_ENTRIES SUPPLIED:_
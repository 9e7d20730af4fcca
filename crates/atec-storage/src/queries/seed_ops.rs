//! Inserts used by data loaders and tests.

use chrono::{DateTime, SecondsFormat, Utc};
use rusqlite::{params, Connection};

use atec_core::errors::AtecResult;
use atec_core::models::{ClientId, EvaluationId, QuestionId, QuestionRecord};

use crate::to_storage_err;

pub fn insert_evaluation(
    conn: &Connection,
    evaluation_id: EvaluationId,
    client_id: ClientId,
    created_at: DateTime<Utc>,
) -> AtecResult<()> {
    conn.execute(
        "INSERT INTO avaliation (id, client, created_at) VALUES (?1, ?2, ?3)",
        params![
            evaluation_id,
            client_id,
            created_at.to_rfc3339_opts(SecondsFormat::Millis, true)
        ],
    )
    .map_err(to_storage_err)?;
    Ok(())
}

pub fn insert_question(conn: &Connection, question: &QuestionRecord) -> AtecResult<()> {
    conn.execute(
        "INSERT INTO question (id, number, content, area) VALUES (?1, ?2, ?3, ?4)",
        params![
            question.question_id,
            question.number,
            question.content,
            question.area
        ],
    )
    .map_err(to_storage_err)?;
    Ok(())
}

pub fn insert_item(conn: &Connection, item_id: i64, score: f64) -> AtecResult<()> {
    conn.execute(
        "INSERT INTO item (id, score) VALUES (?1, ?2)",
        params![item_id, score],
    )
    .map_err(to_storage_err)?;
    Ok(())
}

/// Record that `evaluation_id` chose `item_id` for `question_id`. Returns the answer row id.
pub fn insert_answer(
    conn: &Connection,
    evaluation_id: EvaluationId,
    question_id: QuestionId,
    item_id: i64,
) -> AtecResult<i64> {
    conn.execute(
        "INSERT INTO answer (avaliation, question, item) VALUES (?1, ?2, ?3)",
        params![evaluation_id, question_id, item_id],
    )
    .map_err(to_storage_err)?;
    Ok(conn.last_insert_rowid())
}
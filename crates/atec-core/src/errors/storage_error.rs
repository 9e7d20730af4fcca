use super::error_code::{self, AtecErrorCode};

/// Storage-layer errors for the answer data source.
#[derive(Debug, thiserror::Error)]
pub enum StorageError {
    #[error("SQLite error: {message}")]
    SqliteError { message: String },

    #[error("database busy, busy timeout elapsed: {message}")]
    Busy { message: String },

    #[error("malformed row in {table}: {message}")]
    MalformedRow { table: String, message: String },

    #[error("migration failed at version {version}: {reason}")]
    MigrationFailed { version: u32, reason: String },

    #[error("connection lock poisoned: {message}")]
    LockPoisoned { message: String },
}

impl AtecErrorCode for StorageError {
    fn error_code(&self) -> &'static str {
        match self {
            Self::MigrationFailed { .. } => error_code::MIGRATION_FAILED,
            Self::Busy { .. } => error_code::DB_BUSY,
            _ => error_code::STORAGE_ERROR,
        }
    }
}
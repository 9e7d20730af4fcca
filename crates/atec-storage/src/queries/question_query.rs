//! Question metadata.

use rusqlite::Connection;

use atec_core::errors::AtecResult;
use atec_core::models::QuestionRecord;

use crate::to_storage_err;

/// All questions, ordered by id.
pub fn all_questions(conn: &Connection) -> AtecResult<Vec<QuestionRecord>> {
    let mut stmt = conn
        .prepare("SELECT id, number, content, area FROM question ORDER BY id")
        .map_err(to_storage_err)?;
    let rows = stmt
        .query_map([], |row| {
            Ok(QuestionRecord {
                question_id: row.get(0)?,
                number: row.get(1)?,
                content: row.get(2)?,
                area: row.get(3)?,
            })
        })
        .map_err(to_storage_err)?;
    rows.collect::<Result<Vec<_>, _>>().map_err(to_storage_err)
}
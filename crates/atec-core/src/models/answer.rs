use chrono::{DateTime, Utc};
use serde::{Deserialize, Serialize};

use super::{ClientId, EvaluationId, QuestionId};

/// A single answer fact as fetched from the data source.
#[derive(Debug, Clone, PartialEq, Serialize, Deserialize)]
pub struct AnswerRecord {
    pub evaluation_id: EvaluationId,
    pub client_id: ClientId,
    pub question_id: QuestionId,
    /// Score of the chosen item.
    pub score: f64,
    /// Creation time of the evaluation the answer belongs to.
    pub timestamp: DateTime<Utc>,
}

impl AnswerRecord {
    pub fn new(
        evaluation_id: EvaluationId,
        client_id: ClientId,
        question_id: QuestionId,
        score: f64,
        timestamp: DateTime<Utc>,
    ) -> Self {
        Self {
            evaluation_id,
            client_id,
            question_id,
            score,
            timestamp,
        }
    }
}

_ASSIGNMENT:_ Go through the listing and copy each line that includes the string "INTO".

_EXERCISE SOLUTION:_
        "INSERT INTO avaliation (id, client, created_at) VALUES (?1, ?2, ?3)",
        "INSERT INTO question (id, number, content, area) VALUES (?1, ?2, ?3, ?4)",
        "INSERT INTO item (id, score) VALUES (?1, ?2)",
        "INSERT INTO answer (avaliation, question, item) VALUES (?1, ?2, ?3)",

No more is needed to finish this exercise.